DATA EXTRACTS –
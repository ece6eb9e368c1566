use crate::cli::parser::Commands;
use crate::config::Config;
use crate::db::log::audit;
use crate::db::pool::DbPool;
use crate::db::queries::{delete_maintenance, delete_work_day};
use crate::errors::{AppError, AppResult};
use crate::ui::messages::success;

pub fn handle(cmd: &Commands, cfg: &Config) -> AppResult<()> {
    if let Commands::Del { day, maint } = cmd {
        if day.is_none() && maint.is_none() {
            return Err(AppError::NothingToDelete);
        }

        let mut pool = DbPool::new(&cfg.database)?;

        if let Some(id) = day {
            delete_work_day(&mut pool.conn, *id)?;
            audit(&pool.conn, "del", "work_day", &format!("deleted id {id}"))?;
            success(format!("Work day {id} deleted."));
        }

        if let Some(id) = maint {
            delete_maintenance(&pool.conn, *id)?;
            audit(&pool.conn, "del", "maintenance", &format!("deleted id {id}"))?;
            success(format!("Maintenance record {id} deleted."));
        }
    }

    Ok(())
}
use chrono::NaiveDate;

pub fn today() -> NaiveDate {
    chrono::Local::now().date_naive()
}

pub fn parse_date(s: &str) -> Option<NaiveDate> {
    NaiveDate::parse_from_str(s, "%Y-%m-%d").ok()
}

pub fn month_last_day(y: i32, m: u32) -> Option<u32> {
    match m {
        1 | 3 | 5 | 7 | 8 | 10 | 12 => Some(31),
        4 | 6 | 9 | 11 => Some(30),
        2 => {
            let leap = (y % 4 == 0 && y % 100 != 0) || (y % 400 == 0);
            Some(if leap { 29 } else { 28 })
        }
        _ => None,
    }
}
use predicates::str::contains;

mod common;
use common::{dlg, init_db_with_data, setup_test_db};

#[test]
fn test_report_for_specific_month() {
    let db_path = setup_test_db("report_month");
    init_db_with_data(&db_path);

    // outside the reported month
    dlg()
        .args([
            "--db", &db_path, "day", "add", "2025-07-01", "--km", "10500", "--earn",
            "rides=50",
        ])
        .assert()
        .success();

    dlg()
        .args([
            "--db", &db_path, "maint", "add", "2025-06-10", "oil change", "--cost", "60",
        ])
        .assert()
        .success();

    let out = dlg()
        .args(["--db", &db_path, "report", "--period", "2025-06"])
        .assert()
        .success()
        // 120.50 + 9.50 + 80.00
        .stdout(contains("Total earnings:    €210.00"))
        .stdout(contains("Total fuel:        €45.00"))
        .stdout(contains("Total maintenance: €60.00"))
        .stdout(contains("Net:               €105.00"))
        .stdout(contains("Days worked:       2"))
        .stdout(contains("Trips:             20"));

    let stdout = String::from_utf8_lossy(&out.get_output().stdout).to_string();
    assert!(!stdout.contains("2025-07-01"));
}

#[test]
fn test_report_category_breakdown() {
    let db_path = setup_test_db("report_categories");
    init_db_with_data(&db_path);

    dlg()
        .args(["--db", &db_path, "report", "--period", "2025-06"])
        .assert()
        .success()
        .stdout(contains("Earnings by category:"))
        // rides: 120.50 + 80.00 over two days
        .stdout(contains("rides"))
        .stdout(contains("€200.50"))
        .stdout(contains("€100.25"))
        // tips appear once, average = total
        .stdout(contains("tips"))
        .stdout(contains("€9.50"));
}

#[test]
fn test_report_all_time() {
    let db_path = setup_test_db("report_all");
    init_db_with_data(&db_path);

    dlg()
        .args(["--db", &db_path, "report", "--period", "all"])
        .assert()
        .success()
        .stdout(contains("Report (all time)"))
        .stdout(contains("Days worked:       2"));
}

#[test]
fn test_report_empty_period_yields_zero_totals() {
    let db_path = setup_test_db("report_empty");
    init_db_with_data(&db_path);

    dlg()
        .args(["--db", &db_path, "report", "--period", "2020"])
        .assert()
        .success()
        .stdout(contains("Days worked:       0"))
        .stdout(contains("Total earnings:    €0.00"));
}

#[test]
fn test_report_defaults_to_today() {
    let db_path = setup_test_db("report_default_today");

    dlg()
        .args(["--db", &db_path, "--test", "init"])
        .assert()
        .success();

    let today = chrono::Local::now().date_naive().format("%Y-%m-%d").to_string();

    dlg()
        .args(["--db", &db_path, "report"])
        .assert()
        .success()
        .stdout(contains(format!("Report for {today}")));
}

#[test]
fn test_report_custom_range() {
    let db_path = setup_test_db("report_custom_range");
    init_db_with_data(&db_path);

    dlg()
        .args([
            "--db",
            &db_path,
            "report",
            "--period",
            "2025-06-01:2025-06-10",
        ])
        .assert()
        .success()
        .stdout(contains("Report 2025-06-01 to 2025-06-10"))
        .stdout(contains("Days worked:       1"))
        .stdout(contains("Total earnings:    €130.00"));
}
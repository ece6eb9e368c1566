mod fs_utils;
mod json_csv;
pub mod logic;
mod model;

pub use logic::ExportLogic;
pub use model::WorkDayExport;

use crate::ui::messages::success;
use clap::ValueEnum;
use std::path::Path;

/// Shared helper for export completion messages.
pub(crate) fn notify_export_success(label: &str, path: &Path) {
    success(format!("{label} export completed: {}", path.display()));
}

#[derive(Clone, Copy, Debug, ValueEnum)]
pub enum ExportFormat {
    Csv,
    Json,
}
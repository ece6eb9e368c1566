use crate::errors::{AppError, AppResult};
use crate::ui::messages::{info, warning};
use std::io::{self, Write};
use std::path::Path;

/// Check whether a file may be created or overwritten.
///
/// - File does not exist → Ok
/// - File exists and `force` is set → Ok
/// - File exists and no `force` → ask the user interactively.
pub(crate) fn ensure_writable(path: &Path, force: bool) -> AppResult<()> {
    if !path.exists() || force {
        return Ok(());
    }

    warning(format!("The file '{}' already exists.", path.display()));

    print!("Overwrite? [y/N]: ");
    io::stdout().flush().ok();

    let mut answer = String::new();
    io::stdin().read_line(&mut answer).map_err(AppError::from)?;
    let ans = answer.trim().to_ascii_lowercase();

    if ans == "y" || ans == "yes" {
        info("Existing file will be overwritten.");
        Ok(())
    } else {
        Err(AppError::Export(
            "Export cancelled: existing file not overwritten".to_string(),
        ))
    }
}
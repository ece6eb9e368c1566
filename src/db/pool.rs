//! SQLite connection wrapper (lightweight for CLI usage).

use rusqlite::{Connection, Result};
use std::path::Path;

pub struct DbPool {
    pub conn: Connection,
}

impl DbPool {
    /// Open (or create) the database file. Foreign keys are enabled so
    /// the work-day child tables cascade on delete.
    pub fn new(path: &str) -> Result<Self> {
        let conn = Connection::open(Path::new(path))?;
        conn.execute_batch("PRAGMA foreign_keys=ON;")?;
        Ok(Self { conn })
    }
}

WORK ITEM – Working through the records above, copy each line in which "answer" is found.

WRITTEN RESPONSE –
    let mut answer = String::new();
    io::stdin().read_line(&mut answer).map_err(AppError::from)?;
    let ans = answer.trim().to_ascii_lowercase();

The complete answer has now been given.